Some say this is good news, especially from a mainstream acceptance perspective. But others disagree, specifying a shift of power to Wall Street and the possibility it could trigger a sell-off event.
What’s the hold-up with Bitcoin ETFs?
According to a popular Bitcoin Twitter account, financial services providers have been trying to get a Bitcoin ETF approved in the U.S since 2013.
So far, every application has been denied by the regulator. An often-cited reason is the agency’s concern that some crypto exchanges are “cooking the books” with fake spot trading. Therefore a Bitcoin ETF would be hugely manipulated.
However, in the recent past, SEC Commissioner Hester Pierce has gone on record to say this way of thinking is no longer relevant. She expanded by saying that institutional participation has made great strides in establishing this market during the present time.
“So, I think the markets have matured quite a bit.”
Fast forward to late summer, and SEC Chair Gensler began signaling his openness to the idea of a Bitcoin ETF. But under the proviso of tough compliance requirements.
On Friday, Bloomberg said the SEC is likely to greenlight Bitcoin ETF trading as early as next week.

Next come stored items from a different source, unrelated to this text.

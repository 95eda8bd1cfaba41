// Copyright 2015, 2016 Parity Technologies (UK) Ltd.
// This file is part of Parity.

// Parity is free software: you can redistribute it and/or modify
// it under the terms of the GNU General Public License as published by
// the Free Software Foundation, either version 3 of the License, or
// (at your option) any later version.

// Parity is distributed in the hope that it will be useful,
// but WITHOUT ANY WARRANTY; without even the implied warranty of
// MERCHANTABILITY or FITNESS FOR A PARTICULAR PURPOSE.  See the
// GNU General Public License for more details.

// You should have received a copy of the GNU General Public License
// along with Parity.  If not, see <http://www.gnu.org/licenses/>.

//! Premier-Canonical Score: sums how long ago each first-seen header
//! along a segment was first observed, within a shared reference window.

use ethereum_types::U256;

use crate::error::Error;
use crate::store::{Header, HeaderStore, PremierCanonicalRegistry, SegmentWalk};

/// `PCS(commonAncestor, head, latestTime)`.
///
/// Walks `head` back to (excluding) `commonAncestor`. For each header
/// `h` strictly within the `[_, latestTime]` window whose registry entry
/// at `h.number` matches `h.hash`, adds `latestTime - h.time` to the
/// running score. Headers with `h.time > latestTime` lie outside the
/// reference segment's window and are skipped entirely, including from
/// consideration as premier-canonical - this under-weights a proposed
/// segment that outpaces the reference tip in wall-clock time, which is
/// the behavior this implementation preserves rather than "fixes".
pub fn premier_canonical_score<S, R>(
	store: &S,
	registry: &R,
	common_ancestor: &Header,
	head: &Header,
	latest_time: u64,
) -> Result<U256, Error>
where
	S: HeaderStore,
	R: PremierCanonicalRegistry,
{
	let mut score = U256::zero();

	for step in SegmentWalk::new(store, *head, common_ancestor) {
		let header = step?;

		if header.timestamp > latest_time {
			continue;
		}

		if registry.premier_canonical_hash(header.number) == Some(header.hash) {
			score += U256::from(latest_time - header.timestamp);
		}
	}

	Ok(score)
}
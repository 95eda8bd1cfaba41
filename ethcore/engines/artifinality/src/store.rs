// Copyright 2015, 2016 Parity Technologies (UK) Ltd.
// This file is part of Parity.

// Parity is free software: you can redistribute it and/or modify
// it under the terms of the GNU General Public License as published by
// the Free Software Foundation, either version 3 of the License, or
// (at your option) any later version.

// Parity is distributed in the hope that it will be useful,
// but WITHOUT ANY WARRANTY; without even the implied warranty of
// MERCHANTABILITY or FITNESS FOR A PARTICULAR PURPOSE.  See the
// GNU General Public License for more details.

// You should have received a copy of the GNU General Public License
// along with Parity.  If not, see <http://www.gnu.org/licenses/>.

//! External capabilities consumed by the gates: header lookup, the
//! premier-canonical registry, and the chain activation configuration.
//!
//! All three are abstract over the concrete store/database in use -
//! the gate only ever reads through these traits.

use ethereum_types::{H256, U256};

use crate::error::{Error, StructuralError};

/// Block number. Matches the workspace's `BlockNumber` used in
/// `ethcore/src/header.rs`.
pub type BlockNumber = u64;

/// A minimal, immutable view of a block header. The full `Header` type
/// lives in `common-types`; the gate only needs these five fields.
#[derive(Debug, Clone, Copy, PartialEq, Eq)]
pub struct Header {
	/// This header's hash.
	pub hash: H256,
	/// This header's block number.
	pub number: BlockNumber,
	/// The hash of this header's parent.
	pub parent_hash: H256,
	/// This header's unsigned difficulty.
	pub difficulty: U256,
	/// This header's UNIX-seconds timestamp.
	pub timestamp: u64,
}

/// Read-only access to headers and total difficulty. Implemented by the
/// chain's `BlockChain`/`HeaderChain` in the full node; a fake
/// implementation suffices for tests (see the `tests` module of `pcs`,
/// `mess` and `adess`).
pub trait HeaderStore {
	/// Fetch a header by hash, if known.
	fn header(&self, hash: &H256) -> Option<Header>;

	/// Fetch the total difficulty accumulated through the header
	/// identified by `(hash, number)`, if known.
	fn total_difficulty(&self, hash: &H256, number: BlockNumber) -> Option<U256>;
}

/// Read-only access to the premier-canonical registry: the hash first
/// observed locally at a given key.
///
/// The key function is fixed at block number here; every lookup goes
/// through `premier_canonical_hash(number)`, so swapping the key function
/// later only touches call sites, not this trait's shape.
pub trait PremierCanonicalRegistry {
	/// The hash first observed at `key`, or `None` if nothing has been
	/// recorded there yet.
	fn premier_canonical_hash(&self, key: BlockNumber) -> Option<H256>;
}

/// The one fork-activation query the gates need from chain configuration.
#[derive(Debug, Clone, Copy, PartialEq, Eq)]
pub enum Transition {
	/// The ECBP-1100 (MESS) activation point.
	Ecbp1100,
}

/// Whether a given transition has activated by block `number`.
pub trait ChainConfig {
	/// Returns whether `transition` has activated at or before `number`.
	fn is_enabled(&self, transition: Transition, number: BlockNumber) -> bool;
}

impl Header {
	pub(crate) fn to_ref(&self) -> crate::error::HeaderRef {
		crate::error::HeaderRef { number: self.number, hash: self.hash }
	}
}

/// Walks a chain segment backward from `head` to (but not including)
/// `common_ancestor`, yielding each visited header.
///
/// There is no recursion and no cycle detection: headers form a tree
/// rooted at genesis, so termination is guaranteed once the ancestor
/// check fires. A missing parent before the ancestor is reached is a
/// structural error, not a rejection.
pub(crate) struct SegmentWalk<'a, S: HeaderStore> {
	store: &'a S,
	common_ancestor: H256,
	next: Option<Header>,
}

impl<'a, S: HeaderStore> SegmentWalk<'a, S> {
	pub(crate) fn new(store: &'a S, head: Header, common_ancestor: &Header) -> Self {
		let next = if head.hash == common_ancestor.hash { None } else { Some(head) };
		SegmentWalk { store, common_ancestor: common_ancestor.hash, next }
	}
}

impl<'a, S: HeaderStore> Iterator for SegmentWalk<'a, S> {
	type Item = Result<Header, Error>;

	fn next(&mut self) -> Option<Self::Item> {
		let current = self.next.take()?;

		self.next = if current.parent_hash == self.common_ancestor {
			None
		} else {
			match self.store.header(&current.parent_hash) {
				Some(parent) => Some(parent),
				None => {
					let err = StructuralError(format!(
						"missing parent {:#x} of header #{} ({:#x}) before reaching common ancestor",
						current.parent_hash, current.number, current.hash,
					));
					// Stop the walk; surface the error on this step and end iteration.
					return Some(Err(Error::Structural(err)));
				}
			}
		};

		Some(Ok(current))
	}
}
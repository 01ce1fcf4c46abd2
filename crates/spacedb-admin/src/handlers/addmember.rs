//! Onboarding: the add-member form and its submission.

use axum::response::{IntoResponse, Response};
use spacedb_core::{
  credential::{CARD_ID_MAX, PIN_MAX},
  person::{EMAIL_MAX, FULLNAME_MAX, NAME_MAX, PAYMENTREF_MAX},
  store::MemberStore,
  workflow::{MemberApplication, onboard_member},
};

use crate::{
  AppState,
  error::Error,
  forms::AddMemberForm,
  handlers::PIN_HELP,
  html::{Alert, Nav, PageBuilder},
};

/// `GET ?action=addmember`
pub fn form<S: MemberStore>(state: &AppState<S>) -> Result<Response, Error> {
  let mut page = PageBuilder::new(&state.config.base_path, "Add Member", Nav::AddMember);
  page.h1("Add Member");
  page.alert(
    Alert::Warning,
    "Ensure the information is correct before submitting, because form fields won't be \
     preserved if there are errors!",
  );

  let action = page.url("/?action=addmember");
  page.open("form", &[
    ("action", action.as_str()),
    ("method", "post"),
    ("class", "form-horizontal"),
  ]);

  let name_max = NAME_MAX.to_string();
  let fullname_max = FULLNAME_MAX.to_string();
  let email_max = EMAIL_MAX.to_string();
  let paymentref_max = PAYMENTREF_MAX.to_string();
  let card_max = CARD_ID_MAX.to_string();
  let pin_max = PIN_MAX.to_string();

  page.h2("Personal details");
  page.field(
    "Nickname",
    &text_input("name", "text", &name_max),
    Some("Primarily used for IRC and your alias for \"who's here\""),
  );
  page.field("Full name", &text_input("fullname", "text", &fullname_max), None);
  page.field("Email", &text_input("email", "email", &email_max), None);
  page.field(
    "Payment ref",
    &text_input("paymentref", "text", &paymentref_max),
    Some("Standing order reference"),
  );

  page.h2("RFID card details");
  page.field(
    "Card ID",
    &text_input("card_id", "text", &card_max),
    Some("e.g. A1B2C3D4"),
  );
  let pin_help = format!(
    "Leave empty for a provisional member, who can only use the space when a keyholder is \
     there. Members given a PIN get 24/7 access. {PIN_HELP}"
  );
  page.field(
    "PIN",
    &[
      ("type", "password"),
      ("name", "pin"),
      ("id", "pin"),
      ("maxlength", pin_max.as_str()),
      ("class", "form-control"),
    ],
    Some(pin_help.as_str()),
  );
  page.submit("Submit");
  page.close("form");

  Ok(page.finish()?.into_response())
}

fn text_input<'a>(name: &'a str, kind: &'a str, max: &'a str) -> [(&'a str, &'a str); 6] {
  [
    ("type", kind),
    ("name", name),
    ("id", name),
    ("maxlength", max),
    ("class", "form-control"),
    ("required", "required"),
  ]
}

/// `POST ?action=addmember`
pub async fn save<S: MemberStore>(
  state: &AppState<S>,
  form: AddMemberForm,
) -> Result<Response, Error> {
  let application = MemberApplication::try_from(form)?;
  let onboarded = onboard_member(state.store.as_ref(), &application).await?;

  let mut page = PageBuilder::new(&state.config.base_path, "Add Member", Nav::AddMember);
  page.alert(Alert::Success, &format!(
    "Member added with {} door access.",
    onboarded.person.access
  ));
  let profile = page.url(&format!("/?action=viewmember&id={}", onboarded.person.id));
  page.open("p", &[]).link(&profile, "View profile", None).close("p");
  let home = page.url("/");
  page.open("p", &[]).link(&home, "Main menu", None).close("p");
  Ok(page.finish()?.into_response())
}
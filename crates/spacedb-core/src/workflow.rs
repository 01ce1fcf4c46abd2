//! Admin workflows.
//!
//! Each workflow takes the raw request strings, validates all of them before
//! touching the store, then runs its store calls in order. A store error
//! aborts the remaining steps; nothing already committed is rolled back by
//! this layer.

use std::fmt;

use thiserror::Error;

use crate::{
  credential::{CardId, Credential, CredentialPin, NewCredential, Pin},
  device::{Device, MacAddress, NewDevice, Visibility, parse_description},
  error::ValidationError,
  person::{AccessLevel, NewPerson, Person, PersonId},
  store::{CreateMemberError, MemberStore, UpdateOutcome},
};

// ─── Errors ──────────────────────────────────────────────────────────────────

/// The record a workflow was aimed at.
#[derive(Debug, Clone, PartialEq, Eq)]
pub enum Target {
  Person(PersonId),
  Card(CardId),
}

impl fmt::Display for Target {
  fn fmt(&self, f: &mut fmt::Formatter<'_>) -> fmt::Result {
    match self {
      Target::Person(id) => write!(f, "member {id}"),
      Target::Card(id) => write!(f, "card {id}"),
    }
  }
}

/// One committed-or-attempted write of a multi-step workflow.
#[derive(Debug, Clone, PartialEq, Eq)]
pub enum Step {
  CreatePerson(PersonId),
  IssueCard(CardId),
}

impl fmt::Display for Step {
  fn fmt(&self, f: &mut fmt::Formatter<'_>) -> fmt::Result {
    match self {
      Step::CreatePerson(id) => write!(f, "create member {id}"),
      Step::IssueCard(id) => write!(f, "issue card {id}"),
    }
  }
}

#[derive(Debug, Error)]
pub enum WorkflowError<E: std::error::Error + 'static> {
  #[error(transparent)]
  Validation(#[from] ValidationError),

  #[error("no such {0}")]
  NotFound(Target),

  #[error("{0} already has that value")]
  Unchanged(Target),

  #[error("MAC address {0} is already registered")]
  AlreadyRegistered(MacAddress),

  #[error("card {0} is already issued")]
  CardInUse(CardId),

  #[error("partially failed: committed [{}] but could not {failed}: {source}", list(.committed))]
  PartialFailure { committed: Vec<Step>, failed: Step, source: E },

  #[error("database unavailable: {0}")]
  Unavailable(#[source] E),
}

fn list(steps: &[Step]) -> String {
  steps.iter().map(Step::to_string).collect::<Vec<_>>().join(", ")
}

pub type WorkflowResult<T, E> = Result<T, WorkflowError<E>>;

// ─── Onboard member ──────────────────────────────────────────────────────────

/// The add-member form, as submitted.
#[derive(Debug, Clone, Default)]
pub struct MemberApplication {
  pub name:       String,
  pub fullname:   String,
  pub email:      String,
  pub paymentref: String,
  pub card_id:    String,
  /// Empty for provisional members.
  pub pin:        String,
}

impl MemberApplication {
  /// Members who get a PIN get full access straight away; provisional
  /// members get none and a card without a usable PIN.
  pub fn validate(&self) -> Result<(NewPerson, NewCredential), ValidationError> {
    let card_id = CardId::parse(&self.card_id)?;
    let pin = CredentialPin::from_form(&self.pin)?;
    let access = if pin.is_set() { AccessLevel::Full } else { AccessLevel::None };
    let person = NewPerson::member(
      self.name.clone(),
      self.fullname.clone(),
      self.email.clone(),
      self.paymentref.clone(),
      access,
    )?;
    Ok((person, NewCredential { card_id, pin }))
  }
}

#[derive(Debug, Clone)]
pub struct Onboarded {
  pub person:     Person,
  pub credential: Credential,
}

pub async fn onboard_member<S: MemberStore>(
  store: &S,
  application: &MemberApplication,
) -> WorkflowResult<Onboarded, S::Error> {
  let (person, card) = application.validate()?;
  let card_id = card.card_id.clone();

  match store.create_member(person, card).await {
    Ok((person, credential)) => {
      tracing::info!(
        member = %person.id,
        card = %credential.card_id,
        access = %person.access,
        "member onboarded"
      );
      Ok(Onboarded { person, credential })
    }
    Err(CreateMemberError::Failed(e)) => Err(WorkflowError::Unavailable(e)),
    Err(CreateMemberError::CardInUse(card)) => Err(WorkflowError::CardInUse(card)),
    Err(CreateMemberError::Partial { person, source }) => {
      tracing::error!(member = %person, card = %card_id, error = %source, "onboarding partially failed");
      Err(WorkflowError::PartialFailure {
        committed: vec![Step::CreatePerson(person)],
        failed: Step::IssueCard(card_id),
        source,
      })
    }
  }
}

// ─── Change PIN ──────────────────────────────────────────────────────────────

#[derive(Debug, Clone, Default)]
pub struct PinChange {
  pub card_id: String,
  pub pin:     String,
}

impl PinChange {
  pub fn validate(&self) -> Result<(CardId, Pin), ValidationError> {
    let pin = Pin::parse(&self.pin)?;
    let card_id = CardId::parse(&self.card_id)?;
    Ok((card_id, pin))
  }
}

pub async fn change_pin<S: MemberStore>(
  store: &S,
  change: &PinChange,
) -> WorkflowResult<CardId, S::Error> {
  let (card_id, pin) = change.validate()?;

  match store.set_pin(card_id.clone(), pin).await.map_err(WorkflowError::Unavailable)? {
    UpdateOutcome::Updated => {
      tracing::info!(card = %card_id, "PIN changed");
      Ok(card_id)
    }
    UpdateOutcome::NotFound => Err(WorkflowError::NotFound(Target::Card(card_id))),
    UpdateOutcome::Unchanged => Err(WorkflowError::Unchanged(Target::Card(card_id))),
  }
}

// ─── Set access level ────────────────────────────────────────────────────────

#[derive(Debug, Clone, Default)]
pub struct AccessChange {
  pub id:     String,
  pub access: String,
}

impl AccessChange {
  pub fn validate(&self) -> Result<(PersonId, AccessLevel), ValidationError> {
    Ok((self.id.parse()?, self.access.parse()?))
  }
}

pub async fn set_access_level<S: MemberStore>(
  store: &S,
  change: &AccessChange,
) -> WorkflowResult<(PersonId, AccessLevel), S::Error> {
  let (id, access) = change.validate()?;

  match store.set_access(id, access).await.map_err(WorkflowError::Unavailable)? {
    UpdateOutcome::Updated => {
      tracing::info!(member = %id, %access, "door access changed");
      Ok((id, access))
    }
    UpdateOutcome::NotFound => Err(WorkflowError::NotFound(Target::Person(id))),
    UpdateOutcome::Unchanged => Err(WorkflowError::Unchanged(Target::Person(id))),
  }
}

// ─── Register device ─────────────────────────────────────────────────────────

#[derive(Debug, Clone, Default)]
pub struct DeviceRegistration {
  pub mac:         String,
  pub description: String,
  pub owner:       String,
}

impl DeviceRegistration {
  pub fn validate(&self) -> Result<NewDevice, ValidationError> {
    let mac = MacAddress::parse(&self.mac)?;
    let description = parse_description(&self.description)?;
    let owner = self
      .owner
      .parse::<PersonId>()
      .map_err(|_| ValidationError::InvalidOwner(self.owner.clone()))?;
    Ok(NewDevice {
      mac,
      description,
      visibility: Visibility::Visible,
      owner,
    })
  }
}

/// Register a device by hand. On success the caller redirects back to the
/// owner's page, so the returned device carries the owner id.
pub async fn register_device<S: MemberStore>(
  store: &S,
  registration: &DeviceRegistration,
) -> WorkflowResult<Device, S::Error> {
  let device = registration.validate()?;

  if store
    .get_person(device.owner)
    .await
    .map_err(WorkflowError::Unavailable)?
    .is_none()
  {
    return Err(WorkflowError::NotFound(Target::Person(device.owner)));
  }

  if store
    .mac_registered(device.mac.clone())
    .await
    .map_err(WorkflowError::Unavailable)?
  {
    return Err(WorkflowError::AlreadyRegistered(device.mac));
  }

  // A concurrent registration can take the address between the check and
  // the insert.
  let mac = device.mac.clone();
  let device = store
    .insert_device(device)
    .await
    .map_err(WorkflowError::Unavailable)?
    .ok_or(WorkflowError::AlreadyRegistered(mac))?;
  tracing::info!(member = %device.owner, address = %device.address, "device registered");
  Ok(device)
}
//! Landing page.

use axum::response::{IntoResponse, Response};

use crate::{
  error::Error,
  html::{Nav, PageBuilder},
};

/// `GET /` with no `action`.
pub fn handler(base: &str) -> Result<Response, Error> {
  let mut page = PageBuilder::new(base, "Home", Nav::Home);
  page.h1("Hackspace DB");
  page.open("ul", &[]);
  for (path, label) in [
    ("/?action=members", "Members"),
    ("/?action=addmember", "Add member"),
    ("/?action=doorkeys", "Door keys"),
  ] {
    let href = page.url(path);
    page.open("li", &[]).link(&href, label, None).close("li");
  }
  page.close("ul");
  Ok(page.finish()?.into_response())
}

Buy the rumor, sell the news
If true, a U.S Bitcoin ETF would be defining moment in the history of cryptocurrency.
But on-chain analyst Willy Woo isn’t so keen on the idea. He said, in his opinion, it would be an expensive way to get exposure, adding that an ETF “effectively outsources” custody to hedge funds.
If a Bitcoin futures ETF is approved, IMO it will be an expensive way to hold BTC.— Willy Woo (@woonomic) October 8, 2021
The ETF effectively outsources the holding of BTC to hedge funds through a chain of profit incentives.
Woo explained that this would see a disparity between Bitcoin futures and spot prices. Hedge funds sell futures as they buy spot, resulting in them holding “spot BTC by proxy” giving retail investors a raw deal as a consequence.
Mechanics:— Willy Woo (@woonomic) October 8, 2021
ETF longs futures.
Futures gets more expensive relative to spot.
Hedge funds sells futures while buying spot (to net the cash and carry profit).
Hedge funds effectively holds spot BTC by proxy for the ETF. The fee being their cash and carry yield (10%+ annualised).
What’s more, Dan Morehead, CEO of Pantera Capital, thinks Bitcoin ETF approval is a classic buy the rumor sell the news event.
To support his reasoning, Morehead referred to the CME listing of Bitcoin futures in December 2017 and Coinbase’s Nasdaq listing in April 2021, both of which resulted in sharp losses for Bitcoin after the event.
However, Vijay Boyapati thinks this time will be different. Peach’s Senior Software Engineer said the inflows into a Bitcoin ETF would be massive, meaning to sell now as Bitcoin hovers around $60,000 could be a mistake.
The market is clearly pricing in the approval of a #Bitcoin ETF (probably futures based).— Vijay Boyapati (@real_vijay) October 15, 2021
Smart money typically "sells the news" (i.e. sells when the news actually occurs). In this case it would be unwise. The flow of funds unlocked by an ETF approval will be massive.